The Cardiac Ryanodine Receptor Provides a Suitable Pathway for the Rapid Transport of Zinc (Zn2+).

Abstract

The sarcoplasmic reticulum (SR) in cardiac muscle is suggested to act as a dynamic storage for Zn2+ release and reuptake, albeit it is primarily implicated in the Ca2+ signaling required for the cardiac cycle. A large Ca2+ release from the SR is mediated by the cardiac ryanodine receptor (RYR2), and while this has a prominent conductance for Ca2+ in vivo, it also conducts other divalent cations in vitro.
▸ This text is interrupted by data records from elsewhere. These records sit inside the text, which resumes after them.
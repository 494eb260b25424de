//! User administration and profiles.

use std::sync::Arc;

use tracing::info;

use crate::domain::{Caller, DomainError, DomainResult, Storage, User};
use crate::infrastructure::cache::{CacheEntity, CacheLayer};

/// Partial profile update for the calling user.
#[derive(Debug, Clone, Default)]
pub struct ProfileUpdate {
    pub username: Option<String>,
    pub email: Option<String>,
    pub address: Option<String>,
    pub pin_code: Option<String>,
}

pub struct UserService {
    storage: Arc<dyn Storage>,
    cache: CacheLayer,
}

impl UserService {
    pub fn new(storage: Arc<dyn Storage>, cache: CacheLayer) -> Self {
        Self { storage, cache }
    }

    /// All registered accounts, admin only.
    pub async fn list_users(&self, caller: &Caller) -> DomainResult<Vec<User>> {
        caller.require_admin()?;
        self.storage.list_users().await
    }

    /// Ban a user. Admin accounts cannot be banned.
    pub async fn ban(&self, caller: &Caller, user_id: &str) -> DomainResult<()> {
        caller.require_admin()?;
        let mut user = self.require_user(user_id).await?;
        if user.is_admin() {
            return Err(DomainError::Conflict("cannot ban an admin account".into()));
        }
        user.banned = true;
        self.storage.update_user(user).await?;
        info!(user_id, "user banned");
        self.cache
            .invalidate(&[CacheEntity::User(user_id.to_string())])
            .await;
        Ok(())
    }

    /// Lift a ban.
    pub async fn unban(&self, caller: &Caller, user_id: &str) -> DomainResult<()> {
        caller.require_admin()?;
        let mut user = self.require_user(user_id).await?;
        user.banned = false;
        self.storage.update_user(user).await?;
        info!(user_id, "user unbanned");
        self.cache
            .invalidate(&[CacheEntity::User(user_id.to_string())])
            .await;
        Ok(())
    }

    /// The calling user's own profile.
    pub async fn profile(&self, caller: &Caller) -> DomainResult<User> {
        let (user_id, _) = caller.require_user()?;
        self.require_user(user_id).await
    }

    /// Update the calling user's own profile.
    pub async fn update_profile(
        &self,
        caller: &Caller,
        update: ProfileUpdate,
    ) -> DomainResult<User> {
        let (user_id, _) = caller.require_user()?;
        let mut user = self.require_user(user_id).await?;

        if let Some(username) = update.username {
            if username.trim().is_empty() {
                return Err(DomainError::Validation("username must not be empty".into()));
            }
            user.username = username;
        }
        if let Some(email) = update.email {
            if !email.contains('@') {
                return Err(DomainError::Validation("invalid email address".into()));
            }
            user.email = email;
        }
        if let Some(address) = update.address {
            user.address = Some(address);
        }
        if let Some(pin_code) = update.pin_code {
            user.pin_code = Some(pin_code);
        }

        self.storage.update_user(user.clone()).await?;
        self.cache
            .invalidate(&[CacheEntity::User(user_id.to_string())])
            .await;
        Ok(user)
    }

    async fn require_user(&self, user_id: &str) -> DomainResult<User> {
        self.storage
            .get_user(user_id)
            .await?
            .ok_or_else(|| DomainError::not_found("User", "id", user_id))
    }
}

// ── Tests ──────────────────────────────────────────────────────

#[cfg(test)]
mod tests {
    use super::*;
    use crate::domain::Role;
    use crate::infrastructure::storage::InMemoryStorage;

    async fn fixture() -> (UserService, Arc<InMemoryStorage>, User) {
        let storage = Arc::new(InMemoryStorage::new());
        let user = storage
            .insert_user(User::new("alice", "alice@example.com", "h", Role::User))
            .await
            .unwrap();
        (
            UserService::new(storage.clone(), CacheLayer::disabled()),
            storage,
            user,
        )
    }

    #[tokio::test]
    async fn ban_and_unban_toggle_flag() {
        let (service, storage, user) = fixture().await;
        let admin = Caller::admin("a1", "root");

        service.ban(&admin, &user.id).await.unwrap();
        assert!(storage.get_user(&user.id).await.unwrap().unwrap().banned);

        service.unban(&admin, &user.id).await.unwrap();
        assert!(!storage.get_user(&user.id).await.unwrap().unwrap().banned);
    }

    #[tokio::test]
    async fn ban_requires_admin() {
        let (service, _, user) = fixture().await;
        let err = service
            .ban(&Caller::user("u2", "bob"), &user.id)
            .await
            .unwrap_err();
        assert!(matches!(err, DomainError::Forbidden(_)));
    }

    #[tokio::test]
    async fn admins_cannot_be_banned() {
        let (service, storage, _) = fixture().await;
        let other_admin = storage
            .insert_user(User::new("root2", "root2@example.com", "h", Role::Admin))
            .await
            .unwrap();

        let err = service
            .ban(&Caller::admin("a1", "root"), &other_admin.id)
            .await
            .unwrap_err();
        assert!(matches!(err, DomainError::Conflict(_)));
    }

    #[tokio::test]
    async fn profile_update_validates_email() {
        let (service, _, user) = fixture().await;
        let caller = Caller::user(user.id.clone(), user.username.clone());

        let err = service
            .update_profile(
                &caller,
                ProfileUpdate {
                    email: Some("not-an-email".into()),
                    ..Default::default()
                },
            )
            .await
            .unwrap_err();
        assert!(matches!(err, DomainError::Validation(_)));

        let updated = service
            .update_profile(
                &caller,
                ProfileUpdate {
                    address: Some("5 Oak Ave".into()),
                    pin_code: Some("110002".into()),
                    ..Default::default()
                },
            )
            .await
            .unwrap();
        assert_eq!(updated.address.as_deref(), Some("5 Oak Ave"));
        assert_eq!(updated.pin_code.as_deref(), Some("110002"));
    }
}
Since Zn2+ and permeant Mg2+ have similar physical properties, we tested if the RYR2 channel also conducts Zn2+. Using the method of planar lipid membranes, we evidenced that the RYR2 channel is permeable to Zn2+ with a considerable conductance of 81.1 ± 2.4 pS, which was significantly lower than the values for Ca2+ (127.5 ± 1.8 pS) and Mg2+ (95.3 ± 1.4 pS), obtained under the same asymmetric conditions. Despite similar physical properties, the intrinsic Zn2+ permeability (PCa/PZn = 2.65 ± 0.19) was found to be ~2.3-fold lower than that of Mg2+ (PCa/PMg = 1.146 ± 0.071). Further, we assessed whether the channel itself could be a direct target of the Zn2+ current, having the Zn2+ finger extended into the cytosolic vestibular portion of the permeation pathway. We attempted to displace Zn2+ from the RYR2 Zn2+ finger to induce its structural defects, which are associated with RYR2 dysfunction. Zn2+ chelators were added to the channel cytosolic side or strongly competing cadmium cations (Cd2+) were allowed to permeate the RYR2 channel. Only the Cd2+ current was able to cause the decay of channel activity, presumably as a result of Zn2+ to Cd2+ replacement. Our findings suggest that the RYR2 channel can provide a suitable pathway for rapid Zn2+ escape from the cardiac SR; thus, the channel may play a role in local and/or global Zn2+ signaling in cardiomyocytes.